Le résultat en valait-il la peine ? Les lecteurs – et cela signifie aussi, dans une large mesure, les élèves de Donzé – l’avaient déjà quitté après les premiers chapitres du premier tome. « Là, vous avez mis un verrou que peu de gens ont pu faire sauter », constata l’éditeur qui connaissait les chiffres de vente. Ainsi, peu de temps après leur parution, les livres se retrouvaient déjà chez les antiquaires. Mais Donzé continuait d’écrire. Peut-être pensait-il que le volume suivant, ou celui d’après, ferait l’affaire. Ou alors, la conclusion de l’ensemble, « L’Impromptu de Boston », léger et lumineux, contournant la gravité par un joyeux laconisme, et s’apparentant en quelque sorte au dernier coup de génie du vieux Verdi, « Falstaff », que l’on peut difficilement mettre sur le même plan que l’œuvre précédente. Mais dans le cas de Donzé, l’achèvement de la saga en cinq volumes passa inaperçu dans la presse. « Les vrais poètes », dit Egon Friedell, « se promènent toujours incognito comme les rois dans les contes. Ils parlent au peuple, le peuple leur répond à peine et passe à côté d’eux. Plus tard, quelqu’un vient expliquer aux gens qui ils ont vu. Mais entre-temps, le roi déguisé s’en est allé ».

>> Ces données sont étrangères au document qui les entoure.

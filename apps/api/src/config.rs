//! API configuration module.
//!
//! Configuration is layered with the `config` crate:
//!
//! ```text
//! built-in defaults  ──►  moinho.toml (optional)  ──►  MOINHO_* environment
//!                                                       MOINHO_SERVER__PORT=9000
//!                                                       MOINHO_AUTH__JWT_SECRET=...
//! ```

use config::{Config, Environment, File};
use rust_decimal::Decimal;
use serde::Deserialize;
use tracing::warn;

use moinho_core::CurrencyFormat;

/// Secrets shorter than this are accepted with a warning.
const MIN_SECRET_LEN: usize = 32;

/// API configuration.
#[derive(Debug, Clone, Deserialize)]
pub struct AppConfig {
    pub server: ServerConfig,
    pub database: DatabaseConfig,
    pub auth: AuthConfig,
    pub checkout: CheckoutConfig,
    pub postal: PostalConfig,
    pub display: DisplayConfig,
    pub log: LogConfig,
}

#[derive(Debug, Clone, Deserialize)]
pub struct ServerConfig {
    pub host: String,
    pub port: u16,
}

#[derive(Debug, Clone, Deserialize)]
pub struct DatabaseConfig {
    /// SQLite file path
    pub path: String,
    pub max_connections: u32,
}

#[derive(Debug, Clone, Deserialize)]
pub struct AuthConfig {
    /// HS256 signing secret
    pub jwt_secret: String,

    /// Access token lifetime in seconds
    pub token_lifetime_secs: i64,
}

/// Mercado Pago pre-approval (monthly subscription) settings.
#[derive(Debug, Clone, Deserialize)]
pub struct CheckoutConfig {
    pub base_url: String,

    /// Without a token, subscription requests fail with an upstream error.
    pub access_token: Option<String>,

    /// Plan name shown on the checkout page
    pub reason: String,

    /// Monthly amount
    pub amount: Decimal,

    pub currency: String,

    /// Where the checkout sends the payer afterwards
    pub back_url: String,

    pub timeout_secs: u64,
}

/// Postal-code lookup (ViaCEP-compatible) settings.
#[derive(Debug, Clone, Deserialize)]
pub struct PostalConfig {
    pub base_url: String,
    pub timeout_secs: u64,
}

/// How money totals are rendered in list footers.
#[derive(Debug, Clone, Deserialize)]
pub struct DisplayConfig {
    pub currency_symbol: String,
    pub thousands_separator: String,
    pub decimal_separator: String,
}

#[derive(Debug, Clone, Deserialize)]
pub struct LogConfig {
    /// Default `EnvFilter` directive when `RUST_LOG` is unset
    pub filter: String,

    /// JSON lines instead of human-readable output
    pub json: bool,
}

impl AppConfig {
    /// Loads configuration from defaults, `moinho.toml`, and `MOINHO_*`
    /// environment variables, in that order.
    pub fn load() -> Result<Self, ConfigError> {
        let config = Self::builder()?
            .add_source(File::with_name("moinho").required(false))
            .add_source(
                Environment::with_prefix("MOINHO")
                    .prefix_separator("_")
                    .separator("__")
                    .try_parsing(true),
            )
            .build()?;

        let app_config: AppConfig = config.try_deserialize()?;
        app_config.validate()?;
        Ok(app_config)
    }

    fn builder() -> Result<config::ConfigBuilder<config::builder::DefaultState>, ConfigError> {
        Ok(Config::builder()
            .set_default("server.host", "0.0.0.0")?
            .set_default("server.port", 8080)?
            .set_default("database.path", "moinho.db")?
            .set_default("database.max_connections", 5)?
            .set_default("auth.jwt_secret", "moinho-dev-secret-change-in-production")?
            .set_default("auth.token_lifetime_secs", 86_400)?
            .set_default("checkout.base_url", "https://api.mercadopago.com")?
            .set_default("checkout.reason", "Assinatura Plano PRO")?
            .set_default("checkout.amount", "30")?
            .set_default("checkout.currency", "BRL")?
            .set_default("checkout.back_url", "http://localhost:3000/")?
            .set_default("checkout.timeout_secs", 15)?
            .set_default("postal.base_url", "https://viacep.com.br")?
            .set_default("postal.timeout_secs", 10)?
            .set_default("display.currency_symbol", "R$")?
            .set_default("display.thousands_separator", ".")?
            .set_default("display.decimal_separator", ",")?
            .set_default("log.filter", "info,moinho=debug,sqlx=warn")?
            .set_default("log.json", false)?)
    }

    /// Rejects unusable values and warns about risky ones.
    pub fn validate(&self) -> Result<(), ConfigError> {
        if self.server.port == 0 {
            return Err(ConfigError::InvalidValue("server.port".to_string()));
        }
        if self.database.path.trim().is_empty() {
            return Err(ConfigError::MissingRequired("database.path".to_string()));
        }
        if self.auth.jwt_secret.is_empty() {
            return Err(ConfigError::MissingRequired("auth.jwt_secret".to_string()));
        }
        if self.auth.token_lifetime_secs <= 0 {
            return Err(ConfigError::InvalidValue("auth.token_lifetime_secs".to_string()));
        }
        if self.display.thousands_separator.chars().count() != 1
            || self.display.decimal_separator.chars().count() != 1
        {
            return Err(ConfigError::InvalidValue("display separators".to_string()));
        }

        if self.auth.jwt_secret.len() < MIN_SECRET_LEN {
            warn!(
                min = MIN_SECRET_LEN,
                "auth.jwt_secret is short; set MOINHO_AUTH__JWT_SECRET in production"
            );
        }
        if self.checkout.access_token.as_deref().map_or(true, str::is_empty) {
            warn!("checkout.access_token is not set; subscriptions will fail");
        }
        Ok(())
    }

    /// The currency format for rendered totals.
    pub fn currency_format(&self) -> CurrencyFormat {
        let first = |s: &str, fallback: char| s.chars().next().unwrap_or(fallback);
        CurrencyFormat {
            symbol: self.display.currency_symbol.clone(),
            thousands_separator: first(&self.display.thousands_separator, '.'),
            decimal_separator: first(&self.display.decimal_separator, ','),
            space_after_symbol: true,
        }
    }

    /// Built-in defaults, ignoring files and environment.
    pub fn defaults() -> Result<Self, ConfigError> {
        Ok(Self::builder()?.build()?.try_deserialize()?)
    }

    pub fn bind_addr(&self) -> String {
        format!("{}:{}", self.server.host, self.server.port)
    }
}

/// Configuration error types.
#[derive(Debug, thiserror::Error)]
pub enum ConfigError {
    #[error("Invalid value for {0}")]
    InvalidValue(String),

    #[error("Missing required configuration: {0}")]
    MissingRequired(String),

    #[error("Failed to load configuration: {0}")]
    Load(#[from] config::ConfigError),
}

#[cfg(test)]
mod tests {
    use super::*;

    #[test]
    fn test_defaults_are_valid() {
        let config = AppConfig::defaults().unwrap();
        assert_eq!(config.server.port, 8080);
        assert_eq!(config.checkout.amount, Decimal::from(30));
        assert_eq!(config.checkout.currency, "BRL");
        assert!(config.checkout.access_token.is_none());
        assert!(config.validate().is_ok());
        assert_eq!(config.bind_addr(), "0.0.0.0:8080");
    }

    #[test]
    fn test_currency_format_from_display() {
        let config = AppConfig::defaults().unwrap();
        assert_eq!(config.currency_format(), CurrencyFormat::brl());
    }

    #[test]
    fn test_validate_rejects_bad_values() {
        let mut config = AppConfig::defaults().unwrap();
        config.auth.jwt_secret.clear();
        assert!(matches!(config.validate(), Err(ConfigError::MissingRequired(_))));

        let mut config = AppConfig::defaults().unwrap();
        config.display.decimal_separator = ",,".to_string();
        assert!(matches!(config.validate(), Err(ConfigError::InvalidValue(_))));
    }
}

Roland Donzé est décédé en 2011, et ses romans ne sont plus disponibles. Il y a un temps pour tout. « Les livres difficiles n’ont plus la cote aujourd’hui », déclare Claude Frochaux dans les « Plans Fixes ». « La réalité a pris le pas sur l’imaginaire ». Comme il a raison ! Aujourd’hui, la performance mesurable des sportifs aux Jeux olympiques de Paris éclipse l’art des écrivains exigeants. Le monde de la réalité a remplacé le monde de l’imaginaire.